> **To do**
When you reach the line containing "distributed under the", include it and stop; until then, return each line of the material exactly, starting with the first.

%%

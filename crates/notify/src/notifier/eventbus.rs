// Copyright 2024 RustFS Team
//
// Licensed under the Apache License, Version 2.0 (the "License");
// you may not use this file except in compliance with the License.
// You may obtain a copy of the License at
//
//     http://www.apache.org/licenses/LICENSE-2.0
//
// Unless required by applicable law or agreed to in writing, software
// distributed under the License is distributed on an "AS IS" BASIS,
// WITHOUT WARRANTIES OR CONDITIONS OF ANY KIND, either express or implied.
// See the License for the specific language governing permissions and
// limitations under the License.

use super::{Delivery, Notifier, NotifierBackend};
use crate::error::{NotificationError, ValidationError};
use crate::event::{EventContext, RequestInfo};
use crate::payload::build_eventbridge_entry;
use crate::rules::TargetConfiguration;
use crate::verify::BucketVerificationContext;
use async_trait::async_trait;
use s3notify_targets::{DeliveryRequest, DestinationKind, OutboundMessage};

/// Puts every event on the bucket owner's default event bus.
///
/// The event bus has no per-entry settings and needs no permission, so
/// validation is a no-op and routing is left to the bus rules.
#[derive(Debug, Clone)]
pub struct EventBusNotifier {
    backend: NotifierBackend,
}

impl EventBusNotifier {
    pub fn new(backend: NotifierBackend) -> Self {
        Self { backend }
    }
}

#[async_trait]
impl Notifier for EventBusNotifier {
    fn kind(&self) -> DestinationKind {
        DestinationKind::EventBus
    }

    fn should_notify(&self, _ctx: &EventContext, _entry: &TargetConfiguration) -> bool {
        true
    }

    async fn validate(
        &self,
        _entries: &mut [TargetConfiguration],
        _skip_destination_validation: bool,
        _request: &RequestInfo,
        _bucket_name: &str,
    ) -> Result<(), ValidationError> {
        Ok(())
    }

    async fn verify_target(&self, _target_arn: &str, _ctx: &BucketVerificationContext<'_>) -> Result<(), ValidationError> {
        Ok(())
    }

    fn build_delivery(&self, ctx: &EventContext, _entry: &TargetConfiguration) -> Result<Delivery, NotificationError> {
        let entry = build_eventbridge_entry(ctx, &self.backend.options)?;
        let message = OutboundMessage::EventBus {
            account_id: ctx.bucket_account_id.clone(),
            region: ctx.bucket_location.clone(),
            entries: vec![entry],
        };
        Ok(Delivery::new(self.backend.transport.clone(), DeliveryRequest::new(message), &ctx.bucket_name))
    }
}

%%

> **The answer**
filename crates/notify/src/notifier/eventbus.rs
// Copyright 2024 RustFS Team
//
// Licensed under the Apache License, Version 2.0 (the "License");
// you may not use this file except in compliance with the License.
// You may obtain a copy of the License at
//
//     http://www.apache.org/licenses/LICENSE-2.0
//
// Unless required by applicable law or agreed to in writing, software
// distributed under the License is distributed on an "AS IS" BASIS,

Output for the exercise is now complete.